- Task to carry out: Up to and including the line with "Scale the shorter", output the records exactly as they appear.

- Task input:

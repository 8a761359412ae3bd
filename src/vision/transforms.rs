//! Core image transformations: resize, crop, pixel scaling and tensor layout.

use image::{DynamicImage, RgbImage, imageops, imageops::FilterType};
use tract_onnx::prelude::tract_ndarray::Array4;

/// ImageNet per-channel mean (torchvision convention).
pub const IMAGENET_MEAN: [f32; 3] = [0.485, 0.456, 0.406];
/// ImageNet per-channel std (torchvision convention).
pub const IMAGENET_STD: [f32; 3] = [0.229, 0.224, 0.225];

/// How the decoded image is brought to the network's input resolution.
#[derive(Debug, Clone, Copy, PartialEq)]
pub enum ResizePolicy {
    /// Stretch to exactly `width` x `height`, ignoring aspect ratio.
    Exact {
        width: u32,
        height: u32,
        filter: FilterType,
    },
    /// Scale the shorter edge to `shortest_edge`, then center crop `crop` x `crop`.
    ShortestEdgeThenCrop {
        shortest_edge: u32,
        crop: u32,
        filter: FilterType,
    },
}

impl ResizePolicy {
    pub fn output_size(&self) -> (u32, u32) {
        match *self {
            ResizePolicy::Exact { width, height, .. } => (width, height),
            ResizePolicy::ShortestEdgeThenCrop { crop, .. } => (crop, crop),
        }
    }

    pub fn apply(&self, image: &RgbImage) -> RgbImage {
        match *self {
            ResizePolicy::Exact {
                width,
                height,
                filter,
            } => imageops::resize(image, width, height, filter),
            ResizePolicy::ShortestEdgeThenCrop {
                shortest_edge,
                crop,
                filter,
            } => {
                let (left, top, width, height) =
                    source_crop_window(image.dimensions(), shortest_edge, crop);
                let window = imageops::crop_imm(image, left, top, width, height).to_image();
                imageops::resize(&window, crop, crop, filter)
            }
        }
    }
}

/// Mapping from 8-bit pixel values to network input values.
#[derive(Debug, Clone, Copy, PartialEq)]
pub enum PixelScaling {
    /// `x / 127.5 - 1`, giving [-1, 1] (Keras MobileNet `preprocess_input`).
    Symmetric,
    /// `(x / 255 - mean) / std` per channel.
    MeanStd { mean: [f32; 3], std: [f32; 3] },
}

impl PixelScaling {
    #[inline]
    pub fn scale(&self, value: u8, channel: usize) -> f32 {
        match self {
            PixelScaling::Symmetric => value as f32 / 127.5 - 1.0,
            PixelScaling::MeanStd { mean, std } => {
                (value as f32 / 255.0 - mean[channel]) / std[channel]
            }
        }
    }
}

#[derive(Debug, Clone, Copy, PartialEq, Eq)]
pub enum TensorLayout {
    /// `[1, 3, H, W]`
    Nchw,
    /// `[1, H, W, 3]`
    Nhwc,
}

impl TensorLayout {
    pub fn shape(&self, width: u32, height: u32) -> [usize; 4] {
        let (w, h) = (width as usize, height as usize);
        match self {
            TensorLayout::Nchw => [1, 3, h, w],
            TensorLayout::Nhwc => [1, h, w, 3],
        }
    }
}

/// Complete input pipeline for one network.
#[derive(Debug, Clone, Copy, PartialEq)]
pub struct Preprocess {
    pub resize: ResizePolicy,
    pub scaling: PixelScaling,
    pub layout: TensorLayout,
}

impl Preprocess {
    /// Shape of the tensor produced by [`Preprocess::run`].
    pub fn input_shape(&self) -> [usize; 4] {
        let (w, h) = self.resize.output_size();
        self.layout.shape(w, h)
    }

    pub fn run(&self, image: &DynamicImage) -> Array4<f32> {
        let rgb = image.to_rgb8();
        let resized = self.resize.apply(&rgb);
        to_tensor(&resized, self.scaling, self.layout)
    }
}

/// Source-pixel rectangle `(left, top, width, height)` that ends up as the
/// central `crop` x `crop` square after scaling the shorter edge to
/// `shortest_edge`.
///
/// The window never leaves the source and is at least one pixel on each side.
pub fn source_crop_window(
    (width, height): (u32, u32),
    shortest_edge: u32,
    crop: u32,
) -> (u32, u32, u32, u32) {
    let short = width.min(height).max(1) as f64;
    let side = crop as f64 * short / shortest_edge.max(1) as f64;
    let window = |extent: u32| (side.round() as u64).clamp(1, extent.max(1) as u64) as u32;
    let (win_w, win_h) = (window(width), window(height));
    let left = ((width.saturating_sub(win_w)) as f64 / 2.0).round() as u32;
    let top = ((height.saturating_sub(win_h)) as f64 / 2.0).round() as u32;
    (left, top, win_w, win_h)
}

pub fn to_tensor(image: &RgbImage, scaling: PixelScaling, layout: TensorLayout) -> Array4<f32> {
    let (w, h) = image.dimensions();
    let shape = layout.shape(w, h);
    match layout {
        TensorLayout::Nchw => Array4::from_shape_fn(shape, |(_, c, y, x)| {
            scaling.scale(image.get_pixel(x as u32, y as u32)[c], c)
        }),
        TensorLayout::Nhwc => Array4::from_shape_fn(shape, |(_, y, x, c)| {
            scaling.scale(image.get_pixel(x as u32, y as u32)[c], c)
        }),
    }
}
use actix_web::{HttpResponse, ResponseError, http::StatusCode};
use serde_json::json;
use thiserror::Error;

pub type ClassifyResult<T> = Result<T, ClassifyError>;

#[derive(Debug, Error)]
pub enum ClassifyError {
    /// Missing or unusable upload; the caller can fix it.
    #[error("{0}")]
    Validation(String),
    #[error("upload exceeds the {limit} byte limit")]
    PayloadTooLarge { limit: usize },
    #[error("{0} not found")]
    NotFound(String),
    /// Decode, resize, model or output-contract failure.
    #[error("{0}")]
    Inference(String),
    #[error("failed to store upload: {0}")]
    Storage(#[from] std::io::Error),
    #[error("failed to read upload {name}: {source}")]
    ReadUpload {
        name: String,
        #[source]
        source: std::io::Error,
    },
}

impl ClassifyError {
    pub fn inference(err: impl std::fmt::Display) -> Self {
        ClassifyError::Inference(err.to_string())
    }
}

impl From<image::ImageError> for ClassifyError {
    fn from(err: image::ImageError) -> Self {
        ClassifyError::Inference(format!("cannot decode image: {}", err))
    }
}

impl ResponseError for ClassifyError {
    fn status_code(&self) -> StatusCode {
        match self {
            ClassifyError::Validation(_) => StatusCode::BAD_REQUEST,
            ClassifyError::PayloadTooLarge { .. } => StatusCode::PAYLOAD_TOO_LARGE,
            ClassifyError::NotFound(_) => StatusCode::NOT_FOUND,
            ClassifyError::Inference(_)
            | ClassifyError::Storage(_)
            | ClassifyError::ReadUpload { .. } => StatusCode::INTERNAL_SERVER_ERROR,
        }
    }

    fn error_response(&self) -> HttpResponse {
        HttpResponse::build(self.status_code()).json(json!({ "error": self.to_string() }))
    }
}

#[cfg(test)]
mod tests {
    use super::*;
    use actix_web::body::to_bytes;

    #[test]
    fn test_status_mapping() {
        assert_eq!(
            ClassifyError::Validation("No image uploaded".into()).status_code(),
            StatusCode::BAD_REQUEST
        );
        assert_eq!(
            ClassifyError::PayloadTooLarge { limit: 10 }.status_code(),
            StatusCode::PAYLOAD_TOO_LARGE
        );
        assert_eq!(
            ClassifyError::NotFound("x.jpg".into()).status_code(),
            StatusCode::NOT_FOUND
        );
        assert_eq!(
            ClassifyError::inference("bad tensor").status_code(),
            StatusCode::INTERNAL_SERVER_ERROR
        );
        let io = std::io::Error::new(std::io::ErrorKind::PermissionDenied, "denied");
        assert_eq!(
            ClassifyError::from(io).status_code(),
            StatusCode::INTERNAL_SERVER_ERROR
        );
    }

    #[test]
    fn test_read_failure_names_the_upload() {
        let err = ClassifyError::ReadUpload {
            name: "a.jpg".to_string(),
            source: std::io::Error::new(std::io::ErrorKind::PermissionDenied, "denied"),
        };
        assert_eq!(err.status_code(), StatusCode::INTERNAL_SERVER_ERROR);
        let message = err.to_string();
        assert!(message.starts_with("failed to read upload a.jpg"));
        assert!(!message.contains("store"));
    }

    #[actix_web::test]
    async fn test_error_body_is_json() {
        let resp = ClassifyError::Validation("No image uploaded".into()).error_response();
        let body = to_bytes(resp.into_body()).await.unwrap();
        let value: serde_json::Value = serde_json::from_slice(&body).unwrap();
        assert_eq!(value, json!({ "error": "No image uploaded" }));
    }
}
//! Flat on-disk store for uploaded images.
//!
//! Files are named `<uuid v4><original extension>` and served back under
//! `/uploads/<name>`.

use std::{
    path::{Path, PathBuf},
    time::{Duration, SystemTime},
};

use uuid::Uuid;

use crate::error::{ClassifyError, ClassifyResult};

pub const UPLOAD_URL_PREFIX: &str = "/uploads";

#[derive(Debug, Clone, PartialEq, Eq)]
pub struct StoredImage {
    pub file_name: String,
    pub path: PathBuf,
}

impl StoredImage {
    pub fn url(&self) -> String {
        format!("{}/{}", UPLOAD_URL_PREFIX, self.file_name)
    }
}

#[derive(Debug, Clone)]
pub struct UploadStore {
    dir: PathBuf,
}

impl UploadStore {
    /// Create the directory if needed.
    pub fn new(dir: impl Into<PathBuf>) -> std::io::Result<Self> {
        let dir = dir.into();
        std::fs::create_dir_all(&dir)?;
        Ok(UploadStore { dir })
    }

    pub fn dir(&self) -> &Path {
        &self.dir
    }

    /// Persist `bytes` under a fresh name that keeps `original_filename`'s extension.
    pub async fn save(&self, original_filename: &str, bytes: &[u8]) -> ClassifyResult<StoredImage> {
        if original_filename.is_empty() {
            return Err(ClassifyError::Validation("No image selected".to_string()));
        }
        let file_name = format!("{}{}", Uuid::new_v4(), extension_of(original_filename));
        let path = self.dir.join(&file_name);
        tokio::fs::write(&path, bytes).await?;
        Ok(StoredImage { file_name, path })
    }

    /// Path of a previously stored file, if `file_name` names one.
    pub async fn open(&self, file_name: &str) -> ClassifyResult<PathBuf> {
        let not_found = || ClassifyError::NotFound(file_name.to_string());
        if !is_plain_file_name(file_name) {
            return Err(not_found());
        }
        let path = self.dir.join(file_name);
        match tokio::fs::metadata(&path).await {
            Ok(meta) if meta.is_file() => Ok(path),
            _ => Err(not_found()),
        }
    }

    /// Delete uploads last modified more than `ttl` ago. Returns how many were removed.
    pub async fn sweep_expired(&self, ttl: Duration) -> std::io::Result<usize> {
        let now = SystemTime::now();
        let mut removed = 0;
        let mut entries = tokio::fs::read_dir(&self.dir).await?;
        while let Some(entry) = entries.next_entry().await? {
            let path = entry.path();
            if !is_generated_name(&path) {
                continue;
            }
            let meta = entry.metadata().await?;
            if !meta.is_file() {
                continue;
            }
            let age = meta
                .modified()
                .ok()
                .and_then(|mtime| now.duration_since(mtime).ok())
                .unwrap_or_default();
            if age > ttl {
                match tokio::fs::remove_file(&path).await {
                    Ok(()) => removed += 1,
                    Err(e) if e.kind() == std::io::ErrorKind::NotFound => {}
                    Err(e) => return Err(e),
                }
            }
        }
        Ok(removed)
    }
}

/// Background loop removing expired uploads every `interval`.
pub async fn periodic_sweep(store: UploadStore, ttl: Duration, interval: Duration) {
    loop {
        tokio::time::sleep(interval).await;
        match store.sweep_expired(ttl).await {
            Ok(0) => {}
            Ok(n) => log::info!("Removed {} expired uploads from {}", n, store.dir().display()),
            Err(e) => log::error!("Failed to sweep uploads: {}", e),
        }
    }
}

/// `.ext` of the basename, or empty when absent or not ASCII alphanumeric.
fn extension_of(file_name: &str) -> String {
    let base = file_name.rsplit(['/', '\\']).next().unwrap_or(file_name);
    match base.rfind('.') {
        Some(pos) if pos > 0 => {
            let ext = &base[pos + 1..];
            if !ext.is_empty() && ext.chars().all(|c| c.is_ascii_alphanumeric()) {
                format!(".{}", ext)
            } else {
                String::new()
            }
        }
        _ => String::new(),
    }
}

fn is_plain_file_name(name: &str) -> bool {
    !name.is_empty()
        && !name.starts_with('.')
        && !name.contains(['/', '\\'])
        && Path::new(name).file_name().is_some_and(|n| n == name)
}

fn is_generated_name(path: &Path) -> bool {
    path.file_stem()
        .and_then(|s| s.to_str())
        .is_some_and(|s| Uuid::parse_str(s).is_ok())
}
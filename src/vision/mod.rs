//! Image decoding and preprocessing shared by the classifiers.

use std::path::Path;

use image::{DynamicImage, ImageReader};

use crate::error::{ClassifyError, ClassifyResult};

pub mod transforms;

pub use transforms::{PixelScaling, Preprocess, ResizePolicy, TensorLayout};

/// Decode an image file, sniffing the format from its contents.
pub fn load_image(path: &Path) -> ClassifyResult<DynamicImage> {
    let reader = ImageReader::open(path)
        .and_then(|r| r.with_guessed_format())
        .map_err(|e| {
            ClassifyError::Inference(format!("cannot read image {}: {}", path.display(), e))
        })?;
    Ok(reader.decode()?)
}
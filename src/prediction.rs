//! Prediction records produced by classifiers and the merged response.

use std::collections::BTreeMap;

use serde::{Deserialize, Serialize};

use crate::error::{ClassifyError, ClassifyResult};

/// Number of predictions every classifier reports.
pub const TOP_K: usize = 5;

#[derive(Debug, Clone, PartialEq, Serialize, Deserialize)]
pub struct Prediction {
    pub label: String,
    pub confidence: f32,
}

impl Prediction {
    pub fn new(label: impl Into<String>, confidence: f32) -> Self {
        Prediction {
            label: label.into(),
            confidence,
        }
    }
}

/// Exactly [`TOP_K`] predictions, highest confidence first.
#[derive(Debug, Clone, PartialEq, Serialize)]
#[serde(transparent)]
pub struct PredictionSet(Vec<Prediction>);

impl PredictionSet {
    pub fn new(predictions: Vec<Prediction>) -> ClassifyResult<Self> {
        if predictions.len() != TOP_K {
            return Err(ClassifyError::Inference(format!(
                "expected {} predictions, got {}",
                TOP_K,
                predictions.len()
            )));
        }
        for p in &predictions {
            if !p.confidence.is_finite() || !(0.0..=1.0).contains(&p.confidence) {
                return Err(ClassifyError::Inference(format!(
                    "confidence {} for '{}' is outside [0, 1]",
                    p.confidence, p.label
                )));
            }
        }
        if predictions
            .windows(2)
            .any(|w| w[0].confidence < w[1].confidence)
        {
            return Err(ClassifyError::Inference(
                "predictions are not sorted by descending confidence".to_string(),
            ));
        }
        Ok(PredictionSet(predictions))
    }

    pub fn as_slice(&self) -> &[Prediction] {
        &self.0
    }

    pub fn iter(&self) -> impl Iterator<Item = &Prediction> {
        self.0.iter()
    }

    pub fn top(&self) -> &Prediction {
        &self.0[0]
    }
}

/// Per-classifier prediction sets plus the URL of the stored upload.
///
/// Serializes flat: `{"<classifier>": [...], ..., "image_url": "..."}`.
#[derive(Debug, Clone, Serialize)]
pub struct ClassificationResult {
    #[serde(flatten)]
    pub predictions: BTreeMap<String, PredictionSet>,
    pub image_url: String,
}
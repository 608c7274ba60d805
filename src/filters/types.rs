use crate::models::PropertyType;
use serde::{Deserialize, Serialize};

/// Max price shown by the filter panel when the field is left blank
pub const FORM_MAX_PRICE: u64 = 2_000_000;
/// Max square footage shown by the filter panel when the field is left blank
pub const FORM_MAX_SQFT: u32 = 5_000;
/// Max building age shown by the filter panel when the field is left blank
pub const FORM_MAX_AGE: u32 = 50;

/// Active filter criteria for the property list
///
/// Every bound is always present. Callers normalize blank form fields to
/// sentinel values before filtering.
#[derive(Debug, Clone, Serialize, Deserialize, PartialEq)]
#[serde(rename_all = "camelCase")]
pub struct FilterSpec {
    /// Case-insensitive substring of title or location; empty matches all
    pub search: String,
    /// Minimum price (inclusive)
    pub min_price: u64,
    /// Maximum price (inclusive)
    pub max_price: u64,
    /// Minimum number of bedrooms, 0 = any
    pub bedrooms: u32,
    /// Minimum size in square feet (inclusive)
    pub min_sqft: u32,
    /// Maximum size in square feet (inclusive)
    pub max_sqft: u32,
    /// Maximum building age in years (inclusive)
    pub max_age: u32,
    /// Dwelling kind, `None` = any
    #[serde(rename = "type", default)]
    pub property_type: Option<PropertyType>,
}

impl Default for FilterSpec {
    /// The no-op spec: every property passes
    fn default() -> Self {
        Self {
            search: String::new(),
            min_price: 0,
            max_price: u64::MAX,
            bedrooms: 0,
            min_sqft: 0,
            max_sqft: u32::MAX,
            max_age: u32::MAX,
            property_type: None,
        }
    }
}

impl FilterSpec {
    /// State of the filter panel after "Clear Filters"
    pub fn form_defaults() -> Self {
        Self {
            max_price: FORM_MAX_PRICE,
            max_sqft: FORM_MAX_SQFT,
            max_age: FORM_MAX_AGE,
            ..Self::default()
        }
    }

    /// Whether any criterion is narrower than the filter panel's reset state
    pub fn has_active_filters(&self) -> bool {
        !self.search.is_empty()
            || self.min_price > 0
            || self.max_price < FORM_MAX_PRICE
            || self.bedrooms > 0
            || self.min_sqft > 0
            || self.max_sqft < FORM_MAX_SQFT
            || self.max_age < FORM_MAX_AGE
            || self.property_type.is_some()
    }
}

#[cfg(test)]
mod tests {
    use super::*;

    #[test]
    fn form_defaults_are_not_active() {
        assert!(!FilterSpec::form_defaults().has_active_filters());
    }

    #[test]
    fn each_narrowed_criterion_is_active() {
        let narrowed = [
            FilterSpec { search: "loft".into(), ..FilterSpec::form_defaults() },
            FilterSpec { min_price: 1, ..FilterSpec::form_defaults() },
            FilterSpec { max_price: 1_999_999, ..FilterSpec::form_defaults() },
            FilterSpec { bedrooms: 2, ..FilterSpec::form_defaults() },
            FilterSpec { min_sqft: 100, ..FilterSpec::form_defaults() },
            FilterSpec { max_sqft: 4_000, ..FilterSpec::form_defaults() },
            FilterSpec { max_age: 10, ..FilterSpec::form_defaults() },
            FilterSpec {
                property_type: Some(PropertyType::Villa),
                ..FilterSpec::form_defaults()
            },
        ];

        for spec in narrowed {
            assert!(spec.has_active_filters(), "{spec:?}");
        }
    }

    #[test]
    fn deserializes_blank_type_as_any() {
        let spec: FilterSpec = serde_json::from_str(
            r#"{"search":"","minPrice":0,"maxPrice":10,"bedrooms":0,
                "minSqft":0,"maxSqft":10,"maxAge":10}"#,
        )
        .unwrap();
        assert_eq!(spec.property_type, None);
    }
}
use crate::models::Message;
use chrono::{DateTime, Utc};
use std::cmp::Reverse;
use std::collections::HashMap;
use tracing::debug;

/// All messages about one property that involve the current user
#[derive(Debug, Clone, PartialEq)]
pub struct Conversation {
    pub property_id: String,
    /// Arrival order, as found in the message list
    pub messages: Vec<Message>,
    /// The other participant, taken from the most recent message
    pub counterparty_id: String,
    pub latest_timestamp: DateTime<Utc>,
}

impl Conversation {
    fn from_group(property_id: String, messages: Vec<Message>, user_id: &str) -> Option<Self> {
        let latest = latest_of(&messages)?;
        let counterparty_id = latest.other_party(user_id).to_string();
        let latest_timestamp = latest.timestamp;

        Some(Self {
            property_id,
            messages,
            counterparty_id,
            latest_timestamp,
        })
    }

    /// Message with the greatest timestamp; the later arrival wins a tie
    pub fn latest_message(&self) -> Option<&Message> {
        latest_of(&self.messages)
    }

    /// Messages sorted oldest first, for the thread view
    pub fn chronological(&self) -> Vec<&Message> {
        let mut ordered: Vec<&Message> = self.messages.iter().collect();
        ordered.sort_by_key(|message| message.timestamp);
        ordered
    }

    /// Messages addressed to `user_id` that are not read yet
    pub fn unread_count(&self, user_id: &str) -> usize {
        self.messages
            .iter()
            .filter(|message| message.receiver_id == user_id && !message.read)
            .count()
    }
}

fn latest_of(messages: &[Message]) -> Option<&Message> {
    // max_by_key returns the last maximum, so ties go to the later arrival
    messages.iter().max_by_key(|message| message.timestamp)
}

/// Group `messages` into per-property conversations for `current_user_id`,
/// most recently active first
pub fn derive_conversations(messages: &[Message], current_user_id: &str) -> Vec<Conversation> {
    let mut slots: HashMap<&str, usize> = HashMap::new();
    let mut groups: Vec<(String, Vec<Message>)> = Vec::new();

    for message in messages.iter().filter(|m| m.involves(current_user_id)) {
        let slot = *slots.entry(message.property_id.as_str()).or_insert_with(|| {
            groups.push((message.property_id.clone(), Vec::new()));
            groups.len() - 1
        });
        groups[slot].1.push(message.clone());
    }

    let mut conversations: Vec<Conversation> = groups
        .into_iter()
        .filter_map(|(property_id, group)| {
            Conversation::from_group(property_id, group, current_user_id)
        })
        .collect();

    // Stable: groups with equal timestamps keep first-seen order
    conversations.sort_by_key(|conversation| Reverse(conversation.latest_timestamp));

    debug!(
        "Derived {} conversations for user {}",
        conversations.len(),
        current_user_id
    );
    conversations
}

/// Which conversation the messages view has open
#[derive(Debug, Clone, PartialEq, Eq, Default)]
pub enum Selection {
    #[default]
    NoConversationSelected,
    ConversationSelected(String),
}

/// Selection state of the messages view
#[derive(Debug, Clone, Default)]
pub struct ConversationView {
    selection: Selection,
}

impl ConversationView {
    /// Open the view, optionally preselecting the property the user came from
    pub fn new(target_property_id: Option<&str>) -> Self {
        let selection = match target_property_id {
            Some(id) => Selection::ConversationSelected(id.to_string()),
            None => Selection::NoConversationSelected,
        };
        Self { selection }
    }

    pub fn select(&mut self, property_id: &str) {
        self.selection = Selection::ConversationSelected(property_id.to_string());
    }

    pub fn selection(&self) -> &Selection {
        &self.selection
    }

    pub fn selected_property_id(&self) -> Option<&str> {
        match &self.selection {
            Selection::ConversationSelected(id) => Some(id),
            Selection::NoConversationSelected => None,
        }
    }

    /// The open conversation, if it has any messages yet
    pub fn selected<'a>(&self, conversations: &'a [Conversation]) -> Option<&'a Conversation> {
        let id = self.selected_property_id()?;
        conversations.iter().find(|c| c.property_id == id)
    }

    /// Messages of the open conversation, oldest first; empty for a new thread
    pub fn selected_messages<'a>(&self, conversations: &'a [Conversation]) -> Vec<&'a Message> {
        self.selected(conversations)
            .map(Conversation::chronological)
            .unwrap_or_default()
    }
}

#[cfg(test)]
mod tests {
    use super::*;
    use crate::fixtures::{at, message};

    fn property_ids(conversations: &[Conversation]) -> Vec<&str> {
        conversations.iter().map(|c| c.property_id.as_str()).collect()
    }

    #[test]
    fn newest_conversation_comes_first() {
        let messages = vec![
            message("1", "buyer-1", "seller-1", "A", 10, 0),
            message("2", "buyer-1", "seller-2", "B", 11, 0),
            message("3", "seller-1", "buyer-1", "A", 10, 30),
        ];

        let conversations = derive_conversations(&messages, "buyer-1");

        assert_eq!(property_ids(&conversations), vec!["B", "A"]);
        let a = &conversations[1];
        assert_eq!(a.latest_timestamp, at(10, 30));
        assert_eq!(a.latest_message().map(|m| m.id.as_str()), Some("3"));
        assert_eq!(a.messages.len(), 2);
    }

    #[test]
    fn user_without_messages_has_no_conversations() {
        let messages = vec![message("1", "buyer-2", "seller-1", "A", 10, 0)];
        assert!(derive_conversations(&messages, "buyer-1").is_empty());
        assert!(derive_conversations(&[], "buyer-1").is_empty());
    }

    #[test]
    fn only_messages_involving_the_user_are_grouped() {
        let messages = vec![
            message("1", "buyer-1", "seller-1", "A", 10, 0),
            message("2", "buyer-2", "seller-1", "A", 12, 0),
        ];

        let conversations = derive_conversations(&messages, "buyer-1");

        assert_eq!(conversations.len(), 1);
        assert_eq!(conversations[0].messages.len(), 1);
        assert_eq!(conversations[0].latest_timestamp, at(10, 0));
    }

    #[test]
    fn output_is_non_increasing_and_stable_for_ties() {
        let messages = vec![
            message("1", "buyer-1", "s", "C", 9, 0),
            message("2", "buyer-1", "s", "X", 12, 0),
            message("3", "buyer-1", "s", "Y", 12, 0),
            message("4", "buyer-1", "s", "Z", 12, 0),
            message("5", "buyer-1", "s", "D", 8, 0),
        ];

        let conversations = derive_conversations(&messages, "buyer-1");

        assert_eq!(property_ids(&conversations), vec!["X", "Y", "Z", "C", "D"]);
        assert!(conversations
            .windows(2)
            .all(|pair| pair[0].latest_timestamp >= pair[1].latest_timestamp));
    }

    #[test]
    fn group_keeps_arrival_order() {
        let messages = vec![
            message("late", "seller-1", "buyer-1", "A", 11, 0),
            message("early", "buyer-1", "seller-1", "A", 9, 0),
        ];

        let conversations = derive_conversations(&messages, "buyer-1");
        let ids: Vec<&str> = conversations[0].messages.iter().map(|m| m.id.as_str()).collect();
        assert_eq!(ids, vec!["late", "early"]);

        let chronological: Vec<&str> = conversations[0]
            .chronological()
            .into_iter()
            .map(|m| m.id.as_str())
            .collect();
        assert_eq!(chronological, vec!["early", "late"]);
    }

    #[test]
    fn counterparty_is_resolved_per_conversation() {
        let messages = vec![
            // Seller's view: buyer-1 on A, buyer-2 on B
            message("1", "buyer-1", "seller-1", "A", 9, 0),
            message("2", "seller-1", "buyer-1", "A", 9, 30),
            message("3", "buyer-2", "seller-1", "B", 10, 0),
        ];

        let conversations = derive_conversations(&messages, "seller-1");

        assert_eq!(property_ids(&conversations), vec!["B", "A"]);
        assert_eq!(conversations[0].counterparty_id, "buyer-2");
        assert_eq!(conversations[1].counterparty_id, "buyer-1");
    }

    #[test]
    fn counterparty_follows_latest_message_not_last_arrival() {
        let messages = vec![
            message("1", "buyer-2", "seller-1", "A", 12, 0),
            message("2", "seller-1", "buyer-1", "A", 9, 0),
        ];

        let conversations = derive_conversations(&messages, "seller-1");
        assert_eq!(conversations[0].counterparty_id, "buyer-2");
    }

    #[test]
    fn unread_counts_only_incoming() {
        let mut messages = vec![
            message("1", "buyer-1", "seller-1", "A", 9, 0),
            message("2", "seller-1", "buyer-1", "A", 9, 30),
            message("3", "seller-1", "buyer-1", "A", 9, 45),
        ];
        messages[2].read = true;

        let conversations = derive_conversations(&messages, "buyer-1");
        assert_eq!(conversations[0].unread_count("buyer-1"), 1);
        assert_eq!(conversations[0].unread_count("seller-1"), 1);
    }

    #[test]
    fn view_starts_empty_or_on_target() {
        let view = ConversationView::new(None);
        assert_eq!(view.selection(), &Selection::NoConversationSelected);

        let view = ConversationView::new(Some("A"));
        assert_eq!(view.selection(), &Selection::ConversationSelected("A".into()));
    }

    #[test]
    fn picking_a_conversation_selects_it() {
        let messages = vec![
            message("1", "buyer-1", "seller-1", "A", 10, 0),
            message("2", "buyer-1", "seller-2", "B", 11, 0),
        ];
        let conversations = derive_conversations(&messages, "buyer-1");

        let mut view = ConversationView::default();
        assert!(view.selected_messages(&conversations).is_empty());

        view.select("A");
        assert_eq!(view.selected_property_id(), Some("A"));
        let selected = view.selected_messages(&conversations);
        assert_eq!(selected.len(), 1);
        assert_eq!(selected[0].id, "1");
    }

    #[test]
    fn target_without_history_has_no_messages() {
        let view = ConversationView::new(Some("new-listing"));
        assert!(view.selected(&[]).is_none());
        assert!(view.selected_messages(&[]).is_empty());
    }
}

- Answer box:
repository 8a761359412ae3bd
filename src/vision/transforms.rs
//! Core image transformations: resize, crop, pixel scaling and tensor layout.

use image::{DynamicImage, RgbImage, imageops, imageops::FilterType};
use tract_onnx::prelude::tract_ndarray::Array4;

/// ImageNet per-channel mean (torchvision convention).
pub const IMAGENET_MEAN: [f32; 3] = [0.485, 0.456, 0.406];
/// ImageNet per-channel std (torchvision convention).
pub const IMAGENET_STD: [f32; 3] = [0.229, 0.224, 0.225];

/// How the decoded image is brought to the network's input resolution.
#[derive(Debug, Clone, Copy, PartialEq)]
pub enum ResizePolicy {
    /// Stretch to exactly `width` x `height`, ignoring aspect ratio.
    Exact {
        width: u32,
        height: u32,
        filter: FilterType,
    },
    /// Scale the shorter edge to `shortest_edge`, then center crop `crop` x `crop`.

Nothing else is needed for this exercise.